> [WORK TO BE COMPLETED]:
Take each line below that has "tasks" and copy it.

> [DATA SUPPLIED]:
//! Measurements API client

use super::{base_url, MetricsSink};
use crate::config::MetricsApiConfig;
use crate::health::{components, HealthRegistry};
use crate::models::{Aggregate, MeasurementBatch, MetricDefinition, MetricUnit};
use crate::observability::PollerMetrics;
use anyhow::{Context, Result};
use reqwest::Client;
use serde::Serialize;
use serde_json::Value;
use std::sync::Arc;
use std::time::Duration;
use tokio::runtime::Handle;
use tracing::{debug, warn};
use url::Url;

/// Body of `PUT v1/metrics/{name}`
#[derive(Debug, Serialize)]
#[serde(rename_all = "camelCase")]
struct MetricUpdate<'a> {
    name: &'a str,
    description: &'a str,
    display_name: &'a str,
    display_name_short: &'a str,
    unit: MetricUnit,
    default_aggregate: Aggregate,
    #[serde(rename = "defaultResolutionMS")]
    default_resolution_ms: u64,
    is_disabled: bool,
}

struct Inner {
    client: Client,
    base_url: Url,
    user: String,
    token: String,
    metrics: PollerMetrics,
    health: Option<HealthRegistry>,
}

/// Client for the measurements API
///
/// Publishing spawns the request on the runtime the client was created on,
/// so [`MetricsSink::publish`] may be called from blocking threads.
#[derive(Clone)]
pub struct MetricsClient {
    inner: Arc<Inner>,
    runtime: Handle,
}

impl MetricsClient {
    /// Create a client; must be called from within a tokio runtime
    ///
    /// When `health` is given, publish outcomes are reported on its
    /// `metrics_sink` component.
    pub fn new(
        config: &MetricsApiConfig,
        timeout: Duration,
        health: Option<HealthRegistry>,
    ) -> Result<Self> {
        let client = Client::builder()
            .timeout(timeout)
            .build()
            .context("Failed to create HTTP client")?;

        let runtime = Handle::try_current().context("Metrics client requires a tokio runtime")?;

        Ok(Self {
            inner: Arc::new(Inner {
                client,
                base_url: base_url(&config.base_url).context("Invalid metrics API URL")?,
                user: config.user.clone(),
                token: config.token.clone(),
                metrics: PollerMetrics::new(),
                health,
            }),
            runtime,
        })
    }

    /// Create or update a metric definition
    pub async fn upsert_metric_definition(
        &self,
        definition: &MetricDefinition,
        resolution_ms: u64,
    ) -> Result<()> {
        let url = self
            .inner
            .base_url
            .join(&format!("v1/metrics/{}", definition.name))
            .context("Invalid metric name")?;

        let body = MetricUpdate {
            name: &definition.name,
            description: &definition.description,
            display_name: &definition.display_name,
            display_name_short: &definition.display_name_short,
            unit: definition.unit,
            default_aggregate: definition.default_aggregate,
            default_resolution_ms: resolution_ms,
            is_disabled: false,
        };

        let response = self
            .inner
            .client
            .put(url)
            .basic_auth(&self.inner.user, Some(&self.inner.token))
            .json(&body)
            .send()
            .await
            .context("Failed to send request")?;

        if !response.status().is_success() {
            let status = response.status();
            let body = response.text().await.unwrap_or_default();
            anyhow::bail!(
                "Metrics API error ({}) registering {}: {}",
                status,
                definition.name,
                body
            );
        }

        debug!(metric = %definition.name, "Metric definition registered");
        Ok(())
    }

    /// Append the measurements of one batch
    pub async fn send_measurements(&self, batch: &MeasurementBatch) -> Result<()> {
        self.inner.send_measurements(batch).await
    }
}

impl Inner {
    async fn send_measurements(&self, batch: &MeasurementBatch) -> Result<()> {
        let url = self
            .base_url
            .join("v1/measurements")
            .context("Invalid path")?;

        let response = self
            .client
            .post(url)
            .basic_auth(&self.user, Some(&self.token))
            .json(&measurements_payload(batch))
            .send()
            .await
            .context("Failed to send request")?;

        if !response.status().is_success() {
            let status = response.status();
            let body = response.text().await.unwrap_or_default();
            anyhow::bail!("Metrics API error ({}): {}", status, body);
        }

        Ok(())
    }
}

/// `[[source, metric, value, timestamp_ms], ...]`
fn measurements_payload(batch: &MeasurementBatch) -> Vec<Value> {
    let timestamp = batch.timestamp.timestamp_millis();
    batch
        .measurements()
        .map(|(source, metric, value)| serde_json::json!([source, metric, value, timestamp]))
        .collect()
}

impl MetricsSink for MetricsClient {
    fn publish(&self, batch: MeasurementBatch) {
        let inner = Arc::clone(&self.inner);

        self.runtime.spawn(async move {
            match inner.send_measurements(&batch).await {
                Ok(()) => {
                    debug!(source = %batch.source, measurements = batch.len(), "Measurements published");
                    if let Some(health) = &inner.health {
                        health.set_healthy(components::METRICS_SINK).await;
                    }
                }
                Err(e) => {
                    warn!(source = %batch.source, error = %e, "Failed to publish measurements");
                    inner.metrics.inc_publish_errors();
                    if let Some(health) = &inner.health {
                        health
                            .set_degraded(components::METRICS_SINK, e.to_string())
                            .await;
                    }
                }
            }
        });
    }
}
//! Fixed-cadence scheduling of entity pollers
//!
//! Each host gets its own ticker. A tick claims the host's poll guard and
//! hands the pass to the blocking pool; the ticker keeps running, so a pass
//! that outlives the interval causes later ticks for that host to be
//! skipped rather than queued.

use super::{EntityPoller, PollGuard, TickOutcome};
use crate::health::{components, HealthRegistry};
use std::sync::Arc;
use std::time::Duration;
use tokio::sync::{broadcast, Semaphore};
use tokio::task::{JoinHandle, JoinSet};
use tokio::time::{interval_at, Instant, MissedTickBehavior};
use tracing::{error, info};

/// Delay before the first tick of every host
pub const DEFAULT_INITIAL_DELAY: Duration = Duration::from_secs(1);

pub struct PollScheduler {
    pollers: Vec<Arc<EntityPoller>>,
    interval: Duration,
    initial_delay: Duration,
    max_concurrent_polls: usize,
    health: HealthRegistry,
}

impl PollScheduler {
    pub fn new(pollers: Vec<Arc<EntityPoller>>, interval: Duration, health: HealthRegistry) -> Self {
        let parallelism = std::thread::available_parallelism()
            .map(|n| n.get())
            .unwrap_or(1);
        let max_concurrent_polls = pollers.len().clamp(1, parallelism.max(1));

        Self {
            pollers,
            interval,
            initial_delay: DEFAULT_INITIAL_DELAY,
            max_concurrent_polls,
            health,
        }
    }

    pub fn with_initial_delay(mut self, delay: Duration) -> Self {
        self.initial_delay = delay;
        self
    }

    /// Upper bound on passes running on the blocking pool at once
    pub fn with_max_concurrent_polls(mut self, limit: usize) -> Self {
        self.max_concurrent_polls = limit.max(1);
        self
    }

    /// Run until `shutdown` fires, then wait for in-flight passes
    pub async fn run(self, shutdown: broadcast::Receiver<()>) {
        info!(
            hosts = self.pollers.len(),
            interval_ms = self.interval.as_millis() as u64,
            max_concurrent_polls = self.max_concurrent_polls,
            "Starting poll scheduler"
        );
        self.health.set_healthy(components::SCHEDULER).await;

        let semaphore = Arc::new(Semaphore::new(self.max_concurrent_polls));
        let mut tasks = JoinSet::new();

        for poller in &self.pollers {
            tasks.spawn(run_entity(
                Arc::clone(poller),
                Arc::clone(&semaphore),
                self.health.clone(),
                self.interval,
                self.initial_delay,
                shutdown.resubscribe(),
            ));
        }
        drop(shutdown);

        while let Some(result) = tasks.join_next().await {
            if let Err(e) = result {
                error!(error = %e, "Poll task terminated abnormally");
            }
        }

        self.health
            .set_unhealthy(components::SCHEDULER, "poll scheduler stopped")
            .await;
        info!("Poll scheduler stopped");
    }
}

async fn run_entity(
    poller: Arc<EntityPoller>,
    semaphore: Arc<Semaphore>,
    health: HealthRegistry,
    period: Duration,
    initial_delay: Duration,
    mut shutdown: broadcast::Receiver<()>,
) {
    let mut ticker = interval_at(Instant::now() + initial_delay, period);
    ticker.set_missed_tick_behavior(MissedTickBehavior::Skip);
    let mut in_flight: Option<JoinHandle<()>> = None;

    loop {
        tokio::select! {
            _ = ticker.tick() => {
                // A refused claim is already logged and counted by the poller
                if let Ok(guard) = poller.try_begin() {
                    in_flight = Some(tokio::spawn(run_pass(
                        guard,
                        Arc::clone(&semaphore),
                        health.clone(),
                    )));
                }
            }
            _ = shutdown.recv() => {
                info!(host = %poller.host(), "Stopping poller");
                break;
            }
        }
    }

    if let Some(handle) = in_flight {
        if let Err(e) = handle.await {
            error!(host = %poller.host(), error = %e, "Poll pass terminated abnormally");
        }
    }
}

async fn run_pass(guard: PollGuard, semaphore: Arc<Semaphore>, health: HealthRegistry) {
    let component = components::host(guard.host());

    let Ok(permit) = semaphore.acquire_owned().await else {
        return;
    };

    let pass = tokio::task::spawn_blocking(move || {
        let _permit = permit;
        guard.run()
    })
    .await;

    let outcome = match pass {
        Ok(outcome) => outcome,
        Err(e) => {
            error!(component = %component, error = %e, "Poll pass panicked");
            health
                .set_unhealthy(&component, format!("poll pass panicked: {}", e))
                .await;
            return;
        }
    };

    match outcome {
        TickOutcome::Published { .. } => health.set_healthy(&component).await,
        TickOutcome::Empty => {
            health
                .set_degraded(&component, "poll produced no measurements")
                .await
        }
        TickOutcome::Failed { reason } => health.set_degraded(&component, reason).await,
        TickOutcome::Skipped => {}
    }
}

> [RESPONSE BELOW]:
        let mut tasks = JoinSet::new();
            tasks.spawn(run_entity(
        while let Some(result) = tasks.join_next().await {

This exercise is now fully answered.